§ ABOUT THIS EXERCISE
Every line from the start of the listing below through the line that contains "let mut unique = Vec::with_capacity(requested.len());" is to be reproduced word for word.

GIVEN DATA Block Start

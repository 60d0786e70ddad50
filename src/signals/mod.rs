//! Signal aggregation, ranking, and alert evaluation.

pub mod alerts;
pub mod engine;

pub use alerts::{attach_quantity, evaluate_alert, normalize_ratio, AlertThresholds, QuantityInputs};
pub use engine::{BatchOutcome, SignalEngine, SuccessPolicy};
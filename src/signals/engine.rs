//! Batch aggregation of per-instrument signals.
//!
//! A monitor batch fans out one analysis per requested instrument and the
//! failures come back interleaved with the successes. The engine keeps
//! them apart: candidates are deduplicated and deterministically ranked,
//! failures carry their reason, and neither side ever aborts the batch.

use crate::models::{InstrumentFailure, StructuredSignal};
use serde::{Deserialize, Serialize};
use std::cmp::Ordering;

/// How many instruments must analyze successfully for the batch to count
/// as a success. Exposed as policy rather than hard-coded.
#[derive(Debug, Clone, Copy, PartialEq, Eq, Serialize, Deserialize)]
#[serde(rename_all = "lowercase")]
pub enum SuccessPolicy {
    Any,
    All,
    Majority,
}

/// Ranked candidates plus the failed-symbol list for one batch.
///
/// Invariant: `candidates.len() + failures.len()` equals the number of
/// distinct requested instruments.
#[derive(Debug, Clone, Default)]
pub struct BatchOutcome {
    pub candidates: Vec<StructuredSignal>,
    pub failures: Vec<InstrumentFailure>,
}

impl BatchOutcome {
    pub fn analyzed_count(&self) -> usize {
        self.candidates.len()
    }

    pub fn failed_count(&self) -> usize {
        self.failures.len()
    }

    pub fn meets(&self, policy: SuccessPolicy) -> bool {
        let analyzed = self.candidates.len();
        let total = analyzed + self.failures.len();
        match policy {
            SuccessPolicy::Any => analyzed > 0,
            SuccessPolicy::All => analyzed > 0 && self.failures.is_empty(),
            SuccessPolicy::Majority => analyzed * 2 > total,
        }
    }
}

pub struct SignalEngine;

impl SignalEngine {
    /// Deduplicate requested instrument ids, first occurrence kept.
    pub fn dedup_requested(requested: &[String]) -> Vec<String> {
        let mut unique = Vec::with_capacity(requested.len());
        for id in requested {
            let id = id.trim();
            if id.is_empty() {
                continue;
            }
            if !unique.iter().any(|u: &String| u == id) {
                unique.push(id.to_string());
            }
        }
        unique
    }

    /// Deterministic ranking: score descending, percentage change
    /// descending, ties broken by instrument_id ascending. Duplicate
    /// instrument ids keep the first occurrence.
    pub fn rank(signals: Vec<StructuredSignal>) -> Vec<StructuredSignal> {
        let mut unique: Vec<StructuredSignal> = Vec::with_capacity(signals.len());
        for signal in signals {
            if !unique.iter().any(|s| s.instrument_id == signal.instrument_id) {
                unique.push(signal);
            }
        }
        unique.sort_by(compare_rank);
        unique
    }

    /// Fold per-instrument outcomes into one batch result. Each distinct
    /// requested instrument lands on exactly one side.
    pub fn aggregate(
        requested: &[String],
        outcomes: Vec<(String, Result<StructuredSignal, String>)>,
    ) -> BatchOutcome {
        let mut candidates = Vec::new();
        let mut failures = Vec::new();

        for id in Self::dedup_requested(requested) {
            match outcomes.iter().find(|(key, _)| *key == id) {
                Some((_, Ok(signal))) => {
                    // An artifact answering for an instrument already in the
                    // candidate list would break the batch cardinality.
                    if candidates
                        .iter()
                        .any(|s: &StructuredSignal| s.instrument_id == signal.instrument_id)
                    {
                        failures.push(InstrumentFailure {
                            instrument_id: id,
                            reason: format!(
                                "duplicate analysis for instrument {}",
                                signal.instrument_id
                            ),
                        });
                    } else {
                        candidates.push(signal.clone());
                    }
                }
                Some((_, Err(reason))) => failures.push(InstrumentFailure {
                    instrument_id: id,
                    reason: reason.clone(),
                }),
                None => failures.push(InstrumentFailure {
                    instrument_id: id,
                    reason: "no analysis produced".to_string(),
                }),
            }
        }

        candidates.sort_by(compare_rank);
        BatchOutcome {
            candidates,
            failures,
        }
    }
}

fn compare_rank(a: &StructuredSignal, b: &StructuredSignal) -> Ordering {
    b.score
        .partial_cmp(&a.score)
        .unwrap_or(Ordering::Equal)
        .then_with(|| {
            b.change_pct
                .partial_cmp(&a.change_pct)
                .unwrap_or(Ordering::Equal)
        })
        .then_with(|| a.instrument_id.cmp(&b.instrument_id))
}
//! Capability-bundle preflight.
//!
//! A job that names a required capability only runs after the bundle is
//! found under the configured search roots and synced into the provider's
//! home directory. Syncing happens immediately before each invocation, not
//! at process startup, so bundle edits on disk reach long-running
//! unattended schedulers without a restart.

use crate::config::{EnforcementMode, SkillsConfig};
use std::fs;
use std::path::{Path, PathBuf};
use thiserror::Error;
use tracing::{error, info, warn};

/// Marker file a directory must carry to count as a capability bundle.
pub const BUNDLE_MANIFEST: &str = "SKILL.md";

#[derive(Debug, Error)]
pub enum PreflightError {
    #[error("required capability bundle missing: {name}")]
    CapabilityMissing { name: String },
    #[error("no bundle home configured for provider {provider}")]
    NoProviderHome { provider: String },
    #[error("capability sync failed for {name}: {reason}")]
    Sync { name: String, reason: String },
}

/// Where the required bundle was found and where it was synced to.
#[derive(Debug, Clone, PartialEq, Eq)]
pub struct BundleSync {
    pub name: String,
    pub source: PathBuf,
    pub home: PathBuf,
}

/// Result of a preflight: the (possibly capability-enforced) prompt, plus
/// sync details when enforcement ran.
#[derive(Debug, Clone)]
pub struct PreflightOutcome {
    pub prompt: String,
    pub bundle: Option<BundleSync>,
}

pub struct SkillPreflight {
    enabled: bool,
    mode: EnforcementMode,
    search_roots: Vec<PathBuf>,
    provider: String,
    home: Option<PathBuf>,
}

impl SkillPreflight {
    pub fn from_config(skills: &SkillsConfig, provider: &str) -> Self {
        let home = skills
            .provider_home
            .get(provider)
            .map(|raw| expand_home(raw));
        Self {
            enabled: skills.enabled,
            mode: skills.mode,
            search_roots: skills.search_roots.clone(),
            provider: provider.to_string(),
            home,
        }
    }

    /// Validate and sync the job's required capability, returning the
    /// prompt to send. Strict mode fails the job before any invocation
    /// attempt; warn mode logs and degrades to the base prompt.
    pub fn prepare(
        &self,
        job_id: &str,
        required: Option<&str>,
        base_prompt: &str,
    ) -> Result<PreflightOutcome, PreflightError> {
        let Some(name) = required.filter(|_| self.enabled) else {
            return Ok(PreflightOutcome {
                prompt: base_prompt.to_string(),
                bundle: None,
            });
        };

        match self.locate_and_sync(name) {
            Ok(sync) => {
                info!(
                    job = %job_id,
                    bundle = %sync.name,
                    source = %sync.source.display(),
                    home = %sync.home.display(),
                    "capability preflight passed for {}",
                    job_id
                );
                let prompt = enforced_prompt(job_id, base_prompt, &sync);
                Ok(PreflightOutcome {
                    prompt,
                    bundle: Some(sync),
                })
            }
            Err(e) => match self.mode {
                EnforcementMode::Strict => {
                    error!(job = %job_id, error = %e, "capability preflight failed for {}", job_id);
                    Err(e)
                }
                EnforcementMode::Warn => {
                    warn!(
                        job = %job_id,
                        error = %e,
                        "capability preflight degraded for {}, using base prompt",
                        job_id
                    );
                    Ok(PreflightOutcome {
                        prompt: base_prompt.to_string(),
                        bundle: None,
                    })
                }
            },
        }
    }

    /// Ordered search roots plus the provider home as a final fallback.
    fn source_roots(&self) -> Vec<PathBuf> {
        let mut roots = self.search_roots.clone();
        if let Some(home) = &self.home {
            if !roots.contains(home) {
                roots.push(home.clone());
            }
        }
        roots
    }

    fn locate_and_sync(&self, name: &str) -> Result<BundleSync, PreflightError> {
        let home = self.home.clone().ok_or_else(|| PreflightError::NoProviderHome {
            provider: self.provider.clone(),
        })?;

        let roots = self.source_roots();
        let source = roots
            .iter()
            .map(|root| root.join(name))
            .find(|dir| dir.join(BUNDLE_MANIFEST).is_file())
            .ok_or_else(|| PreflightError::CapabilityMissing {
                name: name.to_string(),
            })?;

        self.sync_bundles(&roots, &home).map_err(|reason| PreflightError::Sync {
            name: name.to_string(),
            reason,
        })?;

        Ok(BundleSync {
            name: name.to_string(),
            source,
            home: home.join(name),
        })
    }

    /// Overwrite-by-name copy of every bundle under the search roots into
    /// the provider home. First root wins on name collisions.
    fn sync_bundles(&self, roots: &[PathBuf], home: &Path) -> Result<(), String> {
        fs::create_dir_all(home).map_err(|e| format!("cannot create {}: {e}", home.display()))?;

        let mut seen: Vec<String> = Vec::new();
        for root in roots {
            let Ok(entries) = fs::read_dir(root) else {
                continue;
            };
            for entry in entries.flatten() {
                let source = entry.path();
                if !source.join(BUNDLE_MANIFEST).is_file() {
                    continue;
                }
                let Some(bundle_name) = source.file_name().and_then(|n| n.to_str()) else {
                    continue;
                };
                if seen.iter().any(|s| s == bundle_name) {
                    continue;
                }
                seen.push(bundle_name.to_string());

                let target = home.join(bundle_name);
                // Skip self-copy when the home is itself a search root.
                if same_path(&source, &target) {
                    continue;
                }
                if target.is_dir() {
                    fs::remove_dir_all(&target)
                        .map_err(|e| format!("cannot replace {}: {e}", target.display()))?;
                }
                copy_dir_recursive(&source, &target)
                    .map_err(|e| format!("cannot copy {}: {e}", source.display()))?;
            }
        }
        Ok(())
    }
}

fn enforced_prompt(job_id: &str, base: &str, sync: &BundleSync) -> String {
    format!(
        "[Capability enforcement]\n\
         - task: {job_id}\n\
         - required bundle: {name}\n\
         - bundle path: {source}\n\
         - provider home path: {home}\n\
         - Read the bundle's SKILL.md first and follow its workflow strictly.\n\
         - If the bundle cannot be loaded, report the failure and stop; do not fall back to a generic flow.\n\n\
         [Task]\n{base}",
        name = sync.name,
        source = sync.source.display(),
        home = sync.home.display(),
    )
}

fn expand_home(raw: &str) -> PathBuf {
    if let Some(rest) = raw.strip_prefix("~/") {
        if let Ok(home) = std::env::var("HOME") {
            return PathBuf::from(home).join(rest);
        }
    }
    PathBuf::from(raw)
}

fn same_path(a: &Path, b: &Path) -> bool {
    match (a.canonicalize(), b.canonicalize()) {
        (Ok(a), Ok(b)) => a == b,
        _ => a == b,
    }
}

fn copy_dir_recursive(source: &Path, target: &Path) -> std::io::Result<()> {
    fs::create_dir_all(target)?;
    for entry in fs::read_dir(source)? {
        let entry = entry?;
        let from = entry.path();
        let to = target.join(entry.file_name());
        if entry.file_type()?.is_dir() {
            copy_dir_recursive(&from, &to)?;
        } else {
            fs::copy(&from, &to)?;
        }
    }
    Ok(())
}
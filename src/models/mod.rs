//! Shared data models spanning the scheduler layers.

pub mod job;
pub mod signal;

pub use job::{
    AttemptStatus, InvocationReport, InvocationResult, JobKind, JobSpec, RetryPolicy, TriggerRule,
};
pub use signal::{
    Direction, InstrumentFailure, RiskDecision, RiskRejection, StructuredSignal, TradeAlert,
    SCORE_MAX, SCORE_MIN,
};
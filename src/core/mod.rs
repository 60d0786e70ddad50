//! Orchestration core: single-instance guard, market calendar, job clock.

pub mod calendar;
pub mod clock;
pub mod guard;

pub use calendar::MarketCalendar;
pub use clock::{ClockCounters, FireDisposition, JobClock, JobHandler, JobRun};
pub use guard::{GuardError, ProcessGuard};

GIVEN DATA Block End

§ ANSWER SPACE
repository 60d0786e70ddad50
filename src/signals/mod.rs
//! Signal aggregation, ranking, and alert evaluation.

pub mod alerts;
pub mod engine;

pub use alerts::{attach_quantity, evaluate_alert, normalize_ratio, AlertThresholds, QuantityInputs};
pub use engine::{BatchOutcome, SignalEngine, SuccessPolicy};
filename src/signals/engine.rs
//! Batch aggregation of per-instrument signals.
//!
//! A monitor batch fans out one analysis per requested instrument and the
//! failures come back interleaved with the successes. The engine keeps
//! them apart: candidates are deduplicated and deterministically ranked,
//! failures carry their reason, and neither side ever aborts the batch.

use crate::models::{InstrumentFailure, StructuredSignal};
use serde::{Deserialize, Serialize};
use std::cmp::Ordering;

/// How many instruments must analyze successfully for the batch to count
/// as a success. Exposed as policy rather than hard-coded.
#[derive(Debug, Clone, Copy, PartialEq, Eq, Serialize, Deserialize)]
#[serde(rename_all = "lowercase")]
pub enum SuccessPolicy {
    Any,
    All,
    Majority,
}

/// Ranked candidates plus the failed-symbol list for one batch.
///
/// Invariant: `candidates.len() + failures.len()` equals the number of
/// distinct requested instruments.
#[derive(Debug, Clone, Default)]
pub struct BatchOutcome {
    pub candidates: Vec<StructuredSignal>,
    pub failures: Vec<InstrumentFailure>,
}

impl BatchOutcome {
    pub fn analyzed_count(&self) -> usize {
        self.candidates.len()
    }

    pub fn failed_count(&self) -> usize {
        self.failures.len()
    }

    pub fn meets(&self, policy: SuccessPolicy) -> bool {
        let analyzed = self.candidates.len();
        let total = analyzed + self.failures.len();
        match policy {
            SuccessPolicy::Any => analyzed > 0,
            SuccessPolicy::All => analyzed > 0 && self.failures.is_empty(),
            SuccessPolicy::Majority => analyzed * 2 > total,
        }
    }
}

pub struct SignalEngine;

impl SignalEngine {
    /// Deduplicate requested instrument ids, first occurrence kept.
    pub fn dedup_requested(requested: &[String]) -> Vec<String> {
        let mut unique = Vec::with_capacity(requested.len());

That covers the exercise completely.